───── Extracted records ─────
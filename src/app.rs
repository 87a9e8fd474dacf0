mod blog;
mod contact;
mod hire;
mod homepage;
mod nav;
mod projects;
mod reveal;
mod scroll;
mod showcase;
mod suit;

use blog::{BlogHome, BlogPage, BlogWrapper};
use contact::ContactPage;
use hire::HirePage;
use homepage::HomePage;
use leptos::prelude::*;
use leptos_meta::*;
use leptos_router::{components::*, path};
use nav::{Footer, Navbar};
use projects::{ProjectPage, ProjectsPage};
use scroll::{ScrollHandle, ScrollProgressBar};

pub fn shell(options: LeptosOptions) -> impl IntoView {
    view! {
        <!DOCTYPE html>
        <html lang="en" class="dark">
            <head>
                <meta charset="utf-8" />
                <meta name="viewport" content="width=device-width, initial-scale=1" />
                <meta
                    name="description"
                    content="Ani Potts builds AI apps, products and quant tools on a very fast timeline."
                />
                <AutoReload options=options.clone() />
                <HydrationScripts options />
                <meta name="color-scheme" content="dark" />
                <link rel="shortcut icon" type="image/ico" href="/favicon.ico" />
                <link
                    rel="alternate"
                    type="application/rss+xml"
                    title="Ani Potts Devlog"
                    href="/rss.xml"
                />
                <link rel="stylesheet" id="leptos" href="/pkg/portfolio-site.css" />
                <MetaTags />
            </head>
            <body class="antialiased bg-background text-foreground">
                <App />
            </body>
        </html>
    }
}

#[component]
pub fn App() -> impl IntoView {
    provide_meta_context();
    // one scroll source shared by every animated section
    provide_context(ScrollHandle::new());

    view! {
        <Title formatter=|title| format!("Ani Potts - {title}") />

        <Router>
            <ScrollProgressBar />
            <Navbar />
            <main class="flex flex-col flex-grow w-full min-h-screen">
                <Routes fallback=|| {
                    view! {
                        <div class="py-32 text-xl text-center text-muted-foreground">
                            "Page not found."
                        </div>
                    }
                }>
                    <Route path=path!("/") view=HomePage />
                    <Route path=path!("/projects") view=ProjectsPage />
                    <Route path=path!("/projects/:slug") view=ProjectPage />
                    <ParentRoute path=path!("/blog") view=BlogWrapper>
                        <Route path=path!("") view=BlogHome />
                        <Route path=path!(":slug") view=BlogPage />
                    </ParentRoute>
                    <Route path=path!("/hire") view=HirePage />
                    <Route path=path!("/contact") view=ContactPage />
                </Routes>
            </main>
            <Footer />
        </Router>
    }
}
─────
● **Instructions to follow**
Copy every entry exactly. Leave nothing out.

● **Finished task**
filename src/app.rs
repository 87a9e8fd474dacf0
mod blog;
mod contact;
mod hire;
mod homepage;
mod nav;
mod projects;
mod reveal;
mod scroll;
mod showcase;
mod suit;

use blog::{BlogHome, BlogPage, BlogWrapper};
use contact::ContactPage;
use hire::HirePage;
use homepage::HomePage;
use leptos::prelude::*;
use leptos_meta::*;
use leptos_router::{components::*, path};
use nav::{Footer, Navbar};
use projects::{ProjectPage, ProjectsPage};
use scroll::{ScrollHandle, ScrollProgressBar};

pub fn shell(options: LeptosOptions) -> impl IntoView {
    view! {
        <!DOCTYPE html>
        <html lang="en" class="dark">
            <head>
                <meta charset="utf-8" />
                <meta name="viewport" content="width=device-width, initial-scale=1" />
                <meta
                    name="description"
                    content="Ani Potts builds AI apps, products and quant tools on a very fast timeline."
                />
                <AutoReload options=options.clone() />
                <HydrationScripts options />
                <meta name="color-scheme" content="dark" />
                <link rel="shortcut icon" type="image/ico" href="/favicon.ico" />
                <link
                    rel="alternate"
                    type="application/rss+xml"
                    title="Ani Potts Devlog"
                    href="/rss.xml"
                />
                <link rel="stylesheet" id="leptos" href="/pkg/portfolio-site.css" />
                <MetaTags />
            </head>
            <body class="antialiased bg-background text-foreground">
                <App />
            </body>
        </html>
    }
}

#[component]
pub fn App() -> impl IntoView {
    provide_meta_context();
    // one scroll source shared by every animated section
    provide_context(ScrollHandle::new());

    view! {
        <Title formatter=|title| format!("Ani Potts - {title}") />

        <Router>
            <ScrollProgressBar />
            <Navbar />
            <main class="flex flex-col flex-grow w-full min-h-screen">
                <Routes fallback=|| {
                    view! {
                        <div class="py-32 text-xl text-center text-muted-foreground">
                            "Page not found."
                        </div>
                    }
                }>
                    <Route path=path!("/") view=HomePage />
                    <Route path=path!("/projects") view=ProjectsPage />
                    <Route path=path!("/projects/:slug") view=ProjectPage />
                    <ParentRoute path=path!("/blog") view=BlogWrapper>
                        <Route path=path!("") view=BlogHome />
                        <Route path=path!(":slug") view=BlogPage />
                    </ParentRoute>
                    <Route path=path!("/hire") view=HirePage />
                    <Route path=path!("/contact") view=ContactPage />
                </Routes>
            </main>
            <Footer />
        </Router>
    }
}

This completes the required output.